§ **Required action**:
The records should be written out in full, with nothing altered.

[Source data]
*** Block opens ***
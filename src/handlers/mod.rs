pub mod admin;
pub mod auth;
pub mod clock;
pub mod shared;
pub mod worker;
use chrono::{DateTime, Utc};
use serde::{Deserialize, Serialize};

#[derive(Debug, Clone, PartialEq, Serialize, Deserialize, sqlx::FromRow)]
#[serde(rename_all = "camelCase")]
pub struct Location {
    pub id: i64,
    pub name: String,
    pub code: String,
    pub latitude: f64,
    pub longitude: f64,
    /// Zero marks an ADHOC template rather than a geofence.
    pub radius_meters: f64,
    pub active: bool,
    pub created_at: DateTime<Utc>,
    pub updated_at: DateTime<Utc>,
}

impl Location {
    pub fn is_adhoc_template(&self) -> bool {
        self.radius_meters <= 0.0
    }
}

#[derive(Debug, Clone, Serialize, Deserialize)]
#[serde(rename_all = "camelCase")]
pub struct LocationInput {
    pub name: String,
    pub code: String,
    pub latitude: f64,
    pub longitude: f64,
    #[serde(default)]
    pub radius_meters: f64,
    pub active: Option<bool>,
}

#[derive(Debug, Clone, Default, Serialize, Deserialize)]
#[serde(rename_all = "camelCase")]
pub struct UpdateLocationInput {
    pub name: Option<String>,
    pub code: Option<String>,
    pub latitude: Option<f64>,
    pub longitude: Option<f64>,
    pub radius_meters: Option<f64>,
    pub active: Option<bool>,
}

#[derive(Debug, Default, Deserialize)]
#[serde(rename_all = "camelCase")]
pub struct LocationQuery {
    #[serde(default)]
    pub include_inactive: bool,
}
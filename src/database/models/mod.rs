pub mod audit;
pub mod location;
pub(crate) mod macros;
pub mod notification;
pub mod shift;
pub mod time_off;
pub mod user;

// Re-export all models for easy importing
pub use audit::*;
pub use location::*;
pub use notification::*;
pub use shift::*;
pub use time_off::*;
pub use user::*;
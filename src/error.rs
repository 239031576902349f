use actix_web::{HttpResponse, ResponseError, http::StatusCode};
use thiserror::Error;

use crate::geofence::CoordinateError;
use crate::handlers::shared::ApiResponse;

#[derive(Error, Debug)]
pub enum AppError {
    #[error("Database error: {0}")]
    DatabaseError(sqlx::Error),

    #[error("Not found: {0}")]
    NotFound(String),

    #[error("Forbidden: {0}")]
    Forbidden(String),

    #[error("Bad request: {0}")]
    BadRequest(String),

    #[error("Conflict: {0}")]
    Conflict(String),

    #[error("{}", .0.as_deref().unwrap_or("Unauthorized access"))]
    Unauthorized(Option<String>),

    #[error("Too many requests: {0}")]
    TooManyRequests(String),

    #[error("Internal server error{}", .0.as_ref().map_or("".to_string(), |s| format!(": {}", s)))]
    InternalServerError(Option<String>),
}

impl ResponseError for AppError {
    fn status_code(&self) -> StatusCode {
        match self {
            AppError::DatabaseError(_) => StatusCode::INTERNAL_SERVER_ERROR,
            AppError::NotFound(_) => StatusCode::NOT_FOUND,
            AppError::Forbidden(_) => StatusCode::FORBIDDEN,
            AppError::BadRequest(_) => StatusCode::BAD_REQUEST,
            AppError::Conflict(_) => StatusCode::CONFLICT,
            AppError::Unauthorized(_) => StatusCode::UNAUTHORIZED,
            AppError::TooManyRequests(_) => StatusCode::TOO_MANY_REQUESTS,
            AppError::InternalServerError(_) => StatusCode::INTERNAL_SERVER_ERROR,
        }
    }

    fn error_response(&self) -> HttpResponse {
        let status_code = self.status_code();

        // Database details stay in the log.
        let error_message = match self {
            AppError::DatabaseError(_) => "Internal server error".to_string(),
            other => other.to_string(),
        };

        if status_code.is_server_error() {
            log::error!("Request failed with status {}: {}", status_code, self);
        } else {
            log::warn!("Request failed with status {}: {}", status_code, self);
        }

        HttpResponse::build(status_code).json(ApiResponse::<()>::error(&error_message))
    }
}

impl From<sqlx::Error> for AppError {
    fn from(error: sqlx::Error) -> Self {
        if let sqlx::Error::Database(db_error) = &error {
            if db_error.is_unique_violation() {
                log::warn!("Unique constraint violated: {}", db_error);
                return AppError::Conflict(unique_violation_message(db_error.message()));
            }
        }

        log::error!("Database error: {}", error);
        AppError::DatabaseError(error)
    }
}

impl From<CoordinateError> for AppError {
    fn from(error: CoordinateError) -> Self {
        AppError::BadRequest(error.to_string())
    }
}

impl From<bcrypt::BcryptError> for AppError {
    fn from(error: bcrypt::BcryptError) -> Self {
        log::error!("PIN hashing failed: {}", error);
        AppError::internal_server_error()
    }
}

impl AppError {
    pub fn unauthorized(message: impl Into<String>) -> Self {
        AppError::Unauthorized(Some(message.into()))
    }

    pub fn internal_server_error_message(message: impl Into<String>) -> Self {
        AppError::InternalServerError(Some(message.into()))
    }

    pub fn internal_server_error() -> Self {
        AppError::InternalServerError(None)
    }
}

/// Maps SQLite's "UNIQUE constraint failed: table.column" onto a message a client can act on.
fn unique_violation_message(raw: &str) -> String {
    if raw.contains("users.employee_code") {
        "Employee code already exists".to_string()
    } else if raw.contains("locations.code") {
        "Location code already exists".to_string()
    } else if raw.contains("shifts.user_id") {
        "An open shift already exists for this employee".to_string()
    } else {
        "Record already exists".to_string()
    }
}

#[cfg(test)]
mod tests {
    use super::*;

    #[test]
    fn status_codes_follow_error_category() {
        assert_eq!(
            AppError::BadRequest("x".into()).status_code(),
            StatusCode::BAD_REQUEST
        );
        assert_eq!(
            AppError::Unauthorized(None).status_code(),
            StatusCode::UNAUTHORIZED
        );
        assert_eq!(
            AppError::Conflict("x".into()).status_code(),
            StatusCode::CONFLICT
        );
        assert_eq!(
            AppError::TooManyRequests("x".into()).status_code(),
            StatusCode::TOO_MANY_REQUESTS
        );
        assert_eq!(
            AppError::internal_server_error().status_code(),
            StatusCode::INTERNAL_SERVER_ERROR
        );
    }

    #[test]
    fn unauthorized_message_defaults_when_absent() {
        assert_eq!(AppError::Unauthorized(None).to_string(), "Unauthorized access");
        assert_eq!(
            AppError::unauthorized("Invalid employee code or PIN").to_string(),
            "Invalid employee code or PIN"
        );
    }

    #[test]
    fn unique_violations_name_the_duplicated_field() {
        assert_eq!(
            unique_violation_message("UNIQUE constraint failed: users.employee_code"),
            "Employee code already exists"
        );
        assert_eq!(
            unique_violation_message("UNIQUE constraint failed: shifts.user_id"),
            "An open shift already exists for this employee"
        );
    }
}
*** Block closes ***
§ **Response**:
filename src/handlers/mod.rs
pub mod admin;
pub mod auth;
pub mod clock;
pub mod shared;
pub mod worker;
use chrono::{DateTime, Utc};
use serde::{Deserialize, Serialize};

#[derive(Debug, Clone, PartialEq, Serialize, Deserialize, sqlx::FromRow)]
#[serde(rename_all = "camelCase")]
pub struct Location {
    pub id: i64,
    pub name: String,
    pub code: String,
    pub latitude: f64,
    pub longitude: f64,
    /// Zero marks an ADHOC template rather than a geofence.
    pub radius_meters: f64,
    pub active: bool,
    pub created_at: DateTime<Utc>,
    pub updated_at: DateTime<Utc>,
}

impl Location {
    pub fn is_adhoc_template(&self) -> bool {
        self.radius_meters <= 0.0
    }
}

#[derive(Debug, Clone, Serialize, Deserialize)]
#[serde(rename_all = "camelCase")]
pub struct LocationInput {
    pub name: String,
    pub code: String,
    pub latitude: f64,
    pub longitude: f64,
    #[serde(default)]
    pub radius_meters: f64,
    pub active: Option<bool>,
}

#[derive(Debug, Clone, Default, Serialize, Deserialize)]
#[serde(rename_all = "camelCase")]
pub struct UpdateLocationInput {
    pub name: Option<String>,
    pub code: Option<String>,
    pub latitude: Option<f64>,
    pub longitude: Option<f64>,
    pub radius_meters: Option<f64>,
    pub active: Option<bool>,
}

#[derive(Debug, Default, Deserialize)]
#[serde(rename_all = "camelCase")]
pub struct LocationQuery {
    #[serde(default)]
    pub include_inactive: bool,
}
filename src/database/models/mod.rs
pub mod audit;
pub mod location;
pub(crate) mod macros;
pub mod notification;
pub mod shift;
pub mod time_off;
pub mod user;

// Re-export all models for easy importing
pub use audit::*;
pub use location::*;
pub use notification::*;
pub use shift::*;
pub use time_off::*;
pub use user::*;
filename src/error.rs
repository 239031576902349f
use actix_web::{HttpResponse, ResponseError, http::StatusCode};
use thiserror::Error;

use crate::geofence::CoordinateError;
use crate::handlers::shared::ApiResponse;

#[derive(Error, Debug)]
pub enum AppError {
    #[error("Database error: {0}")]
    DatabaseError(sqlx::Error),

    #[error("Not found: {0}")]
    NotFound(String),

    #[error("Forbidden: {0}")]
    Forbidden(String),

    #[error("Bad request: {0}")]
    BadRequest(String),

    #[error("Conflict: {0}")]
    Conflict(String),

    #[error("{}", .0.as_deref().unwrap_or("Unauthorized access"))]
    Unauthorized(Option<String>),

    #[error("Too many requests: {0}")]
    TooManyRequests(String),

    #[error("Internal server error{}", .0.as_ref().map_or("".to_string(), |s| format!(": {}", s)))]
    InternalServerError(Option<String>),
}

impl ResponseError for AppError {
    fn status_code(&self) -> StatusCode {
        match self {
            AppError::DatabaseError(_) => StatusCode::INTERNAL_SERVER_ERROR,
            AppError::NotFound(_) => StatusCode::NOT_FOUND,
            AppError::Forbidden(_) => StatusCode::FORBIDDEN,
            AppError::BadRequest(_) => StatusCode::BAD_REQUEST,
            AppError::Conflict(_) => StatusCode::CONFLICT,
            AppError::Unauthorized(_) => StatusCode::UNAUTHORIZED,
            AppError::TooManyRequests(_) => StatusCode::TOO_MANY_REQUESTS,
            AppError::InternalServerError(_) => StatusCode::INTERNAL_SERVER_ERROR,
        }
    }

    fn error_response(&self) -> HttpResponse {
        let status_code = self.status_code();

        // Database details stay in the log.
        let error_message = match self {
            AppError::DatabaseError(_) => "Internal server error".to_string(),
            other => other.to_string(),
        };

        if status_code.is_server_error() {
            log::error!("Request failed with status {}: {}", status_code, self);
        } else {
            log::warn!("Request failed with status {}: {}", status_code, self);
        }

        HttpResponse::build(status_code).json(ApiResponse::<()>::error(&error_message))
    }
}

impl From<sqlx::Error> for AppError {
    fn from(error: sqlx::Error) -> Self {
        if let sqlx::Error::Database(db_error) = &error {
            if db_error.is_unique_violation() {
                log::warn!("Unique constraint violated: {}", db_error);
                return AppError::Conflict(unique_violation_message(db_error.message()));
            }
        }

        log::error!("Database error: {}", error);
        AppError::DatabaseError(error)
    }
}

impl From<CoordinateError> for AppError {
    fn from(error: CoordinateError) -> Self {
        AppError::BadRequest(error.to_string())
    }
}

impl From<bcrypt::BcryptError> for AppError {
    fn from(error: bcrypt::BcryptError) -> Self {
        log::error!("PIN hashing failed: {}", error);
        AppError::internal_server_error()
    }
}

impl AppError {
    pub fn unauthorized(message: impl Into<String>) -> Self {
        AppError::Unauthorized(Some(message.into()))
    }

    pub fn internal_server_error_message(message: impl Into<String>) -> Self {
        AppError::InternalServerError(Some(message.into()))
    }

    pub fn internal_server_error() -> Self {
        AppError::InternalServerError(None)
    }
}

/// Maps SQLite's "UNIQUE constraint failed: table.column" onto a message a client can act on.
fn unique_violation_message(raw: &str) -> String {
    if raw.contains("users.employee_code") {
        "Employee code already exists".to_string()
    } else if raw.contains("locations.code") {
        "Location code already exists".to_string()
    } else if raw.contains("shifts.user_id") {
        "An open shift already exists for this employee".to_string()
    } else {
        "Record already exists".to_string()
    }
}

#[cfg(test)]
mod tests {
    use super::*;

    #[test]
    fn status_codes_follow_error_category() {
        assert_eq!(
            AppError::BadRequest("x".into()).status_code(),
            StatusCode::BAD_REQUEST
        );
        assert_eq!(
            AppError::Unauthorized(None).status_code(),
            StatusCode::UNAUTHORIZED
        );
        assert_eq!(
            AppError::Conflict("x".into()).status_code(),
            StatusCode::CONFLICT
        );
        assert_eq!(
            AppError::TooManyRequests("x".into()).status_code(),
            StatusCode::TOO_MANY_REQUESTS
        );
        assert_eq!(
            AppError::internal_server_error().status_code(),
            StatusCode::INTERNAL_SERVER_ERROR
        );
    }

    #[test]
    fn unauthorized_message_defaults_when_absent() {
        assert_eq!(AppError::Unauthorized(None).to_string(), "Unauthorized access");
        assert_eq!(
            AppError::unauthorized("Invalid employee code or PIN").to_string(),
            "Invalid employee code or PIN"
        );
    }

    #[test]
    fn unique_violations_name_the_duplicated_field() {
        assert_eq!(
            unique_violation_message("UNIQUE constraint failed: users.employee_code"),
            "Employee code already exists"
        );
        assert_eq!(
            unique_violation_message("UNIQUE constraint failed: shifts.user_id"),
            "An open shift already exists for this employee"
        );
    }
}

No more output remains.